Optionally, the calculating the burial depth and time of the intersection point of the attribute contour line value and the destination layer burial depth line based on the attribute value contour line burial depth data, to obtain burial depth and time data, includes:

t _Rj ＝t _i +(H _ti -H _Li )/(H _Li+1 -H _Li +H _ti -H _Li )×(t _i -t _i+1 )，

H _Rj ＝H _Li +(H _ti -H _Li )/(H _Li+1 -H _Li +H _ti -H _Li )×(H _Li+1 -H _Li )，

H _ti is buried deep H _Li H and H _Li+1 Obtaining the i-th and i+1-th evolution stage burial depths corresponding to the L stratum through burial history evolution data; ti is the time of the geological evolution stage, tR _j Time of junction, H _Rj Is the burial depth of the junction.

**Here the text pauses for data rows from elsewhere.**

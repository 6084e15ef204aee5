//! Read-model trait, per-batch model instances, and the constructor registry.
//!
//! A read model is a user-defined, event-sourced projection. For every block
//! it *decides* which events to emit (`parse_block`, read-only) and *folds*
//! each emitted event into its state (`apply`). The same `apply` is used when
//! the model is rehydrated from the store, so live and replayed state agree.
//!
//! Models that implement [`ReadModel::snapshot`] and [`ReadModel::restore`]
//! are periodically snapshotted, so rehydration replays only recent events.

use async_trait::async_trait;
use serde::{Deserialize, Serialize};
use std::sync::Arc;

use crate::error::SyncError;
use crate::store::{AggregateCommit, NewEvent, Snapshot, StoredEvent};
use crate::types::Block;

/// An event emitted by a read model.
#[derive(Debug, Clone, PartialEq, Serialize, Deserialize)]
pub struct ModelEvent {
    /// Event name chosen by the model (e.g. `"transfer_seen"`).
    pub kind: String,
    /// Block the event was emitted for.
    pub block_height: u64,
    pub payload: serde_json::Value,
}

/// Collects the events a model emits for one block.
#[derive(Debug)]
pub struct BlockContext {
    model: String,
    request_id: String,
    block_height: u64,
    events: Vec<ModelEvent>,
}

impl BlockContext {
    fn new(model: &str, request_id: &str, block_height: u64) -> Self {
        Self {
            model: model.to_string(),
            request_id: request_id.to_string(),
            block_height,
            events: Vec::new(),
        }
    }

    /// Request id of the batch being ingested.
    pub fn request_id(&self) -> &str {
        &self.request_id
    }

    /// Queue an event for the current block.
    pub fn emit(&mut self, kind: impl Into<String>, payload: impl Serialize) -> Result<(), SyncError> {
        self.events.push(ModelEvent {
            kind: kind.into(),
            block_height: self.block_height,
            payload: serde_json::to_value(payload)
                .map_err(|e| SyncError::model(&self.model, format!("event payload: {e}")))?,
        });
        Ok(())
    }
}

/// Trait for user-provided read models.
#[async_trait]
pub trait ReadModel: Send + Sync {
    /// Stable aggregate id under which the model's events are stored.
    fn aggregate_id(&self) -> &str;

    /// Inspect `block` and emit zero or more events through `ctx`.
    async fn parse_block(&self, block: &Block, ctx: &mut BlockContext) -> Result<(), SyncError>;

    /// Fold one event into the model's state.
    fn apply(&mut self, event: &ModelEvent) -> Result<(), SyncError>;

    /// JSON view of the current state, served by the query side.
    fn state(&self) -> serde_json::Value {
        serde_json::Value::Null
    }

    /// Serialized state for snapshots. `None` opts the model out.
    fn snapshot(&self) -> Option<serde_json::Value> {
        None
    }

    /// Replace the state with one produced by [`ReadModel::snapshot`].
    fn restore(&mut self, _state: serde_json::Value) -> Result<(), SyncError> {
        Err(SyncError::model(self.aggregate_id(), "snapshots are not supported"))
    }
}

// ─── ModelInstance ────────────────────────────────────────────────────────────

/// A read model plus its event-sourcing bookkeeping, alive for one unit of work.
pub struct ModelInstance {
    model: Box<dyn ReadModel>,
    version: u64,
    last_block_height: Option<u64>,
    pending: Vec<NewEvent>,
}

impl ModelInstance {
    pub fn new(model: Box<dyn ReadModel>) -> Self {
        Self {
            model,
            version: 0,
            last_block_height: None,
            pending: Vec::new(),
        }
    }

    pub fn id(&self) -> &str {
        self.model.aggregate_id()
    }

    /// Version including pending events.
    pub fn version(&self) -> u64 {
        self.version
    }

    pub fn last_block_height(&self) -> Option<u64> {
        self.last_block_height
    }

    pub fn state(&self) -> serde_json::Value {
        self.model.state()
    }

    /// Rebuild state from persisted events (version order).
    pub fn replay(&mut self, events: &[StoredEvent]) -> Result<(), SyncError> {
        for stored in events {
            let block_height = stored.block_height.ok_or_else(|| {
                SyncError::model(self.id(), format!("event v{} has no block height", stored.version))
            })?;
            let event = ModelEvent {
                kind: stored.event_type.clone(),
                block_height,
                payload: stored.payload.clone(),
            };
            self.model.apply(&event)?;
            self.version = stored.version;
            self.last_block_height = Some(block_height);
        }
        Ok(())
    }

    /// Restore from a snapshot; events after it are replayed separately.
    pub fn restore_snapshot(&mut self, snapshot: &Snapshot) -> Result<(), SyncError> {
        self.model.restore(snapshot.state.clone())?;
        self.version = snapshot.version;
        self.last_block_height = snapshot.block_height;
        Ok(())
    }

    /// Snapshot of the committed state, if the model supports snapshots.
    pub fn snapshot(&self) -> Option<Snapshot> {
        if self.is_dirty() {
            return None;
        }
        self.model.snapshot().map(|state| Snapshot {
            aggregate_id: self.id().to_string(),
            version: self.version,
            block_height: self.last_block_height,
            state,
        })
    }

    /// Let the model consume one block, applying whatever it emits.
    pub async fn parse_block(&mut self, block: &Block, request_id: &str) -> Result<(), SyncError> {
        let mut ctx = BlockContext::new(self.id(), request_id, block.number);
        self.model.parse_block(block, &mut ctx).await?;

        for event in ctx.events {
            self.model.apply(&event)?;
            self.version += 1;
            self.last_block_height = Some(event.block_height);
            self.pending.push(NewEvent {
                event_type: event.kind,
                block_height: Some(event.block_height),
                request_id: request_id.to_string(),
                payload: event.payload,
            });
        }
        Ok(())
    }

    /// Returns `true` if the instance has events not yet persisted.
    pub fn is_dirty(&self) -> bool {
        !self.pending.is_empty()
    }

    /// Drain pending events into a commit, or `None` if nothing changed.
    pub fn take_commit(&mut self) -> Option<AggregateCommit> {
        if self.pending.is_empty() {
            return None;
        }
        let events = std::mem::take(&mut self.pending);
        Some(AggregateCommit {
            aggregate_id: self.id().to_string(),
            expected_version: self.version - events.len() as u64,
            events,
        })
    }
}

impl std::fmt::Debug for ModelInstance {
    fn fmt(&self, f: &mut std::fmt::Formatter<'_>) -> std::fmt::Result {
        f.debug_struct("ModelInstance")
            .field("id", &self.id())
            .field("version", &self.version)
            .field("last_block_height", &self.last_block_height)
            .field("pending", &self.pending.len())
            .finish()
    }
}

// ─── ModelRegistry ────────────────────────────────────────────────────────────

/// Builds a fresh, empty read model.
pub type ModelConstructor = Arc<dyn Fn() -> Box<dyn ReadModel> + Send + Sync>;

/// Registry of read-model constructors.
///
/// Instances are never cached: every unit of work asks for fresh ones.
#[derive(Clone, Default)]
pub struct ModelRegistry {
    constructors: Vec<ModelConstructor>,
    ids: Vec<String>,
}

impl ModelRegistry {
    pub fn new() -> Self {
        Self::default()
    }

    /// Register a model constructor. Aggregate ids must be unique.
    pub fn register<M, F>(&mut self, constructor: F) -> Result<(), SyncError>
    where
        M: ReadModel + 'static,
        F: Fn() -> M + Send + Sync + 'static,
    {
        let id = constructor().aggregate_id().to_string();
        if self.ids.contains(&id) {
            return Err(SyncError::Config(format!("read model '{id}' registered twice")));
        }
        self.ids.push(id);
        self.constructors
            .push(Arc::new(move || Box::new(constructor()) as Box<dyn ReadModel>));
        Ok(())
    }

    /// Builder-style [`ModelRegistry::register`].
    pub fn with<M, F>(mut self, constructor: F) -> Result<Self, SyncError>
    where
        M: ReadModel + 'static,
        F: Fn() -> M + Send + Sync + 'static,
    {
        self.register(constructor)?;
        Ok(self)
    }

    /// Fresh, empty instances of every registered model.
    pub fn instantiate(&self) -> Vec<ModelInstance> {
        self.constructors
            .iter()
            .map(|ctor| ModelInstance::new(ctor()))
            .collect()
    }

    /// A fresh instance of the model with `aggregate_id`, if registered.
    pub fn instantiate_one(&self, aggregate_id: &str) -> Option<ModelInstance> {
        self.ids
            .iter()
            .position(|id| id == aggregate_id)
            .map(|i| ModelInstance::new((self.constructors[i])()))
    }

    /// Aggregate ids in registration order.
    pub fn aggregate_ids(&self) -> &[String] {
        &self.ids
    }

    pub fn len(&self) -> usize {
        self.constructors.len()
    }

    pub fn is_empty(&self) -> bool {
        self.constructors.is_empty()
    }
}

Optionally, the extracting the burial depth and time of the set condition from the burial depth and time data includes:

and obtaining s junction burial depths and times for each junction, wherein one junction burial depth and time are geological time and stratum burial depth when the first maturity of the L stratum reaches a corresponding Ro value, extracting the value of the first junction of the contour line and the L stratum according to set conditions, and judging the stratum deposition period corresponding to the moment according to the input stratum age.

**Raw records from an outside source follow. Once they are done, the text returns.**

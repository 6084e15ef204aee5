//! `SyncEngine`: wires the orchestrator, recovery, reconciler and saga
//! router around one event store and one event bus.

use std::sync::Arc;
use tokio::sync::broadcast;
use tokio::task::JoinHandle;

use crate::bus::EventBus;
use crate::config::SyncConfig;
use crate::error::SyncError;
use crate::event::NetworkEvent;
use crate::ingest::{BatchIngestor, BatchOutcome};
use crate::metrics::SyncMetrics;
use crate::model::ModelRegistry;
use crate::query::QueryService;
use crate::reconcile::{InitOutcome, Initializer, StartupReconciler};
use crate::recovery::ReorgRecovery;
use crate::rehydrate::Rehydrator;
use crate::retry::RetryPolicy;
use crate::saga::SagaRouter;
use crate::source::{BlockSource, ConfirmPrompt, FetchPipeline};
use crate::store::EventStore;
use crate::types::BlockBatch;

/// Everything the engine needs from the outside world.
pub struct EngineParts {
    pub store: Arc<dyn EventStore>,
    pub source: Arc<dyn BlockSource>,
    pub pipeline: Arc<dyn FetchPipeline>,
    pub prompt: Arc<dyn ConfirmPrompt>,
    pub registry: ModelRegistry,
}

pub struct SyncEngine {
    config: SyncConfig,
    bus: EventBus,
    ingestor: BatchIngestor,
    recovery: Arc<ReorgRecovery>,
    reconciler: Arc<StartupReconciler>,
    router: Arc<SagaRouter>,
    query: QueryService,
}

impl SyncEngine {
    pub fn new(config: SyncConfig, parts: EngineParts) -> Result<Self, SyncError> {
        config.validate()?;
        let EngineParts {
            store,
            source,
            pipeline,
            prompt,
            registry,
        } = parts;

        let model_count = registry.len();
        let bus = EventBus::new(config.event_channel_capacity);
        let rehydrator = Rehydrator::new(
            store.clone(),
            Arc::new(registry),
            config.network_id.clone(),
            config.window_size,
        )
        .with_snapshot_interval(config.snapshot_interval);

        let recovery = Arc::new(ReorgRecovery::new(
            rehydrator.clone(),
            store.clone(),
            source.clone(),
            bus.clone(),
        ));
        let ingestor = BatchIngestor::new(
            rehydrator.clone(),
            store.clone(),
            recovery.clone(),
            bus.clone(),
            SyncMetrics::global(&config.network_id),
        )
        .with_max_block_height(config.max_block_height);
        let reconciler = Arc::new(
            StartupReconciler::new(rehydrator.clone(), store.clone(), source, prompt, bus.clone())
                .with_start_height(config.start_height),
        );
        let router = Arc::new(SagaRouter::new(
            pipeline,
            reconciler.clone(),
            RetryPolicy::new(config.retry.clone()),
        ));
        let query = QueryService::new(rehydrator, store);

        tracing::info!(
            network = %config.network_id,
            models = model_count,
            window = config.window_size,
            snapshot_interval = config.snapshot_interval,
            "Sync engine created"
        );

        Ok(Self {
            config,
            bus,
            ingestor,
            recovery,
            reconciler,
            router,
            query,
        })
    }

    pub fn config(&self) -> &SyncConfig {
        &self.config
    }

    /// Spawn the saga router and run startup reconciliation once.
    ///
    /// The router subscribes before reconciliation so the `Initialized` (or
    /// `Cleared`) event it produces is not missed. If reconciliation fails the
    /// router is aborted and the error returned.
    pub async fn start(&self) -> Result<JoinHandle<Result<(), SyncError>>, SyncError> {
        let handle = self.router.clone().spawn(self.bus.subscribe());
        let request_id = uuid::Uuid::new_v4().to_string();

        match self.reconciler.initialize(&request_id).await {
            Ok(outcome) => {
                if let InitOutcome::Initialized { height } = outcome {
                    tracing::info!(request_id, height = ?height, "Sync engine started");
                }
                Ok(handle)
            }
            Err(e) => {
                handle.abort();
                tracing::error!(request_id, error = %e, "Startup reconciliation failed");
                Err(e)
            }
        }
    }

    /// Ingest one batch from the pipeline.
    pub async fn handle_batch(&self, batch: &BlockBatch) -> Result<BatchOutcome, SyncError> {
        self.ingestor.handle_batch(batch).await
    }

    /// Run reorg recovery against the current store state.
    pub async fn recover(&self, request_id: &str) -> Result<Option<u64>, SyncError> {
        self.recovery.recover(request_id).await
    }

    pub fn subscribe(&self) -> broadcast::Receiver<NetworkEvent> {
        self.bus.subscribe()
    }

    pub fn query(&self) -> &QueryService {
        &self.query
    }

    pub fn metrics(&self) -> &SyncMetrics {
        self.ingestor.metrics()
    }
}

Optionally, the method further comprises:

establishing a data normalization template, and performing normalization processing on parameters in single well data, attribute value contour line burial depth data and burial depth and time data based on the data normalization template.

Optionally, in the data normalization template,

p1 is the name of the well;

TY is the hydrocarbon source stratum name;

r1. R4 is the maturity value of a key time node of hydrocarbon source rock evolution;

t1. T4 is the time when the defined hydrocarbon source rock reaches the critical maturity evolution node for the first time;

d1. D4 is the time source rock bottom burial depth;

l1.l4 is the time determined according to T1.t4 compared to the age of the bottom of the drilling formation, if a certain T _Dj ≤T _i ≤T _Dj-1 Li is the name of the stratum of the j-1 layer, T _i Key time determined for user, T _Dj-1 Is T _Dj The absolute ages of the j-1 th layer and the stratum layer are input in single well simulation of a user;

r, D is the bottom maturity and burial depth of the hydrocarbon source rock nowadays.

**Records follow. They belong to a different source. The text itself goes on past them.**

//! Batch ingestion — apply one ordered batch to the network and every read
//! model, then commit all of it atomically, or hand off to recovery.
//!
//! # Per batch
//! 1. Rehydrate the network and fresh read-model instances.
//! 2. Extend the network; a fork signal hands control to [`ReorgRecovery`].
//! 3. Feed every block, in order, to every model.
//! 4. Append all dirty models plus the network in one store commit.
//! 5. Publish the network's events (the router acknowledges the blocks).
//! 6. Snapshot every aggregate whose version crossed the snapshot interval.
//!
//! Any other error is returned unchanged with nothing written; the pipeline
//! is expected to redeliver the batch.

use std::sync::Arc;

use crate::bus::EventBus;
use crate::error::SyncError;
use crate::metrics::{SyncMetrics, EVENTSTORE_SAVE, PARSE_BLOCK, RESTORE_MODELS};
use crate::model::ModelInstance;
use crate::network::{Network, NetworkCommit};
use crate::recovery::ReorgRecovery;
use crate::rehydrate::Rehydrator;
use crate::store::EventStore;
use crate::types::{fmt_height, BlockBatch};

/// What happened to a batch.
#[derive(Debug, Clone, Copy, PartialEq, Eq)]
pub enum BatchOutcome {
    /// The batch was committed; the network is now at `height`.
    Committed { height: u64, blocks: usize },
    /// A fork was found and recovered from; nothing from the batch was committed.
    Reorganized { height: Option<u64> },
    /// The batch was empty.
    Skipped,
}

/// The ingestion orchestrator. Holds no aggregate state between calls.
pub struct BatchIngestor {
    rehydrator: Rehydrator,
    store: Arc<dyn EventStore>,
    recovery: Arc<ReorgRecovery>,
    bus: EventBus,
    metrics: SyncMetrics,
    max_block_height: Option<u64>,
}

impl BatchIngestor {
    pub fn new(
        rehydrator: Rehydrator,
        store: Arc<dyn EventStore>,
        recovery: Arc<ReorgRecovery>,
        bus: EventBus,
        metrics: SyncMetrics,
    ) -> Self {
        Self {
            rehydrator,
            store,
            recovery,
            bus,
            metrics,
            max_block_height: None,
        }
    }

    /// Reject batches reaching above `height`.
    pub fn with_max_block_height(mut self, height: Option<u64>) -> Self {
        self.max_block_height = height;
        self
    }

    pub fn metrics(&self) -> &SyncMetrics {
        &self.metrics
    }

    /// Ingest one batch. Must not run concurrently with another call for the same network.
    pub async fn handle_batch(&self, batch: &BlockBatch) -> Result<BatchOutcome, SyncError> {
        let request_id = batch.request_id.as_str();
        let from = fmt_height(batch.first_height());
        let to = fmt_height(batch.last_height());

        match self.ingest(batch).await {
            Ok(outcome) => Ok(outcome),
            Err(e) => {
                tracing::error!(request_id, %from, %to, error = %e, "Error while loading blocks");
                Err(e)
            }
        }
    }

    async fn ingest(&self, batch: &BlockBatch) -> Result<BatchOutcome, SyncError> {
        let request_id = batch.request_id.as_str();
        let Some(last_height) = batch.last_height() else {
            tracing::warn!(request_id, "Empty batch skipped");
            return Ok(BatchOutcome::Skipped);
        };
        if let Some(max) = self.max_block_height {
            if last_height > max {
                return Err(SyncError::Config(format!(
                    "batch reaches block {last_height}, above max block height {max}"
                )));
            }
        }

        let (mut network, mut models) = futures::try_join!(
            self.rehydrator.network(),
            self.metrics.track(RESTORE_MODELS, self.rehydrator.models()),
        )?;

        let network_from = network.version();
        if let Err(e) = network.add_blocks(request_id, &batch.blocks) {
            if !e.is_fork() {
                return Err(e);
            }
            tracing::warn!(
                request_id,
                error = %e,
                network_height = %fmt_height(network.last_block_height()),
                "Fork detected, reorganising"
            );
            drop(models);
            let height = self.recovery.recover_from(network, request_id).await?;
            self.metrics.record_reorg();
            return Ok(BatchOutcome::Reorganized { height });
        }

        let models_from: Vec<u64> = models.iter().map(ModelInstance::version).collect();
        for block in &batch.blocks {
            self.metrics
                .track(PARSE_BLOCK, async {
                    for model in models.iter_mut() {
                        model.parse_block(block, request_id).await?;
                    }
                    Ok::<(), SyncError>(())
                })
                .await?;
        }

        let mut commits: Vec<_> = models
            .iter_mut()
            .filter_map(ModelInstance::take_commit)
            .collect();
        let NetworkCommit { commit, events } = network
            .take_commit()?
            .ok_or_else(|| SyncError::Other("network recorded no event for the batch".into()))?;
        commits.push(commit);

        let dirty = commits.len() - 1;
        self.metrics
            .track(EVENTSTORE_SAVE, self.store.append(commits))
            .await?;
        self.metrics.record_blocks(batch.len());
        self.bus.publish_all(events);
        self.snapshot(&network, network_from, &models, &models_from).await;

        tracing::info!(request_id, blocks_height = last_height, "Blocks successfully loaded");
        tracing::debug!(
            request_id,
            blocks_height = last_height,
            blocks_length = batch.len(),
            tx_length = batch.tx_count(),
            models_changed = dirty,
            restore_models_ms = self.metrics.total_ms(RESTORE_MODELS),
            parse_block_ms = self.metrics.total_ms(PARSE_BLOCK),
            eventstore_save_ms = self.metrics.total_ms(EVENTSTORE_SAVE),
            "Batch stats"
        );

        Ok(BatchOutcome::Committed {
            height: last_height,
            blocks: batch.len(),
        })
    }

    /// Save snapshots of committed aggregates that crossed an interval boundary.
    async fn snapshot(
        &self,
        network: &Network,
        network_from: u64,
        models: &[ModelInstance],
        models_from: &[u64],
    ) {
        let mut snapshots = Vec::new();
        if self.rehydrator.snapshot_due(network_from, network.version()) {
            match network.snapshot() {
                Ok(snapshot) => snapshots.push(snapshot),
                Err(e) => tracing::warn!(error = %e, "Network snapshot skipped"),
            }
        }
        for (model, from) in models.iter().zip(models_from) {
            if self.rehydrator.snapshot_due(*from, model.version()) {
                snapshots.extend(model.snapshot());
            }
        }
        if !snapshots.is_empty() {
            self.rehydrator.save_snapshots(snapshots).await;
        }
    }
}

The embodiment of the invention also discloses an automatic extraction device of the single well evolution history profile information, which comprises the following steps:

extraction unit: the method comprises the steps of extracting single well data;

a forming unit: the method comprises the steps of forming attribute value contour line buried depth data based on single well data;

a calculation unit: the method comprises the steps of calculating the burial depth and time of an intersection point of an attribute contour line value and a target layer burial depth line based on the attribute value contour line burial depth data to obtain burial depth and time data;

an information extraction unit: and the method is used for extracting the burial depth and time of the set condition from the burial depth and time data to finish the extraction of the single well evolution history profile information.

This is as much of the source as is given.